*** Listed entries ***

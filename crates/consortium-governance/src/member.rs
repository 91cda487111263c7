//! Member records

use consortium_core::{KeyRef, MemberId};
use serde::{Deserialize, Serialize};
use serde_json::Value;

/// Member lifecycle status
#[derive(Debug, Clone, Copy, PartialEq, Eq, Hash, Serialize, Deserialize)]
#[serde(rename_all = "snake_case")]
pub enum MemberStatus {
    /// Admitted by proposal, not yet acknowledged the state
    Accepted,
    /// Acknowledged; may vote, propose and submit recovery shares
    Active,
    /// Removed by proposal; terminal
    Retired,
}

/// Identity material supplied when a member is admitted
#[derive(Debug, Clone, PartialEq, Serialize, Deserialize)]
pub struct MemberInfo {
    /// Signing key reference
    pub public_key: KeyRef,
    /// Encryption key reference used for recovery shares
    pub encryption_key: KeyRef,
    /// Opaque application data attached to the member
    #[serde(default)]
    pub member_data: Value,
}

impl MemberInfo {
    /// Member info with no attached data
    pub fn new(public_key: impl Into<String>, encryption_key: impl Into<String>) -> Self {
        Self {
            public_key: KeyRef::new(public_key),
            encryption_key: KeyRef::new(encryption_key),
            member_data: Value::Null,
        }
    }
}

/// A consortium member
#[derive(Debug, Clone, PartialEq, Serialize, Deserialize)]
pub struct Member {
    /// Member identifier
    pub id: MemberId,
    /// Lifecycle status
    pub status: MemberStatus,
    /// Signing key reference
    pub public_key: KeyRef,
    /// Encryption key reference
    pub encryption_key: KeyRef,
    /// Opaque application data
    pub member_data: Value,
}

impl Member {
    pub(crate) fn from_info(id: MemberId, status: MemberStatus, info: MemberInfo) -> Self {
        Self {
            id,
            status,
            public_key: info.public_key,
            encryption_key: info.encryption_key,
            member_data: info.member_data,
        }
    }

    /// Whether the member currently holds voting rights
    pub fn is_active(&self) -> bool {
        self.status == MemberStatus::Active
    }
}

*** End of Listed entries ***

# Instructions to follow
Work out the number of lines in the listing above that hold the string "MemberInfo". Reply with that number only.

# Solution to this problem
3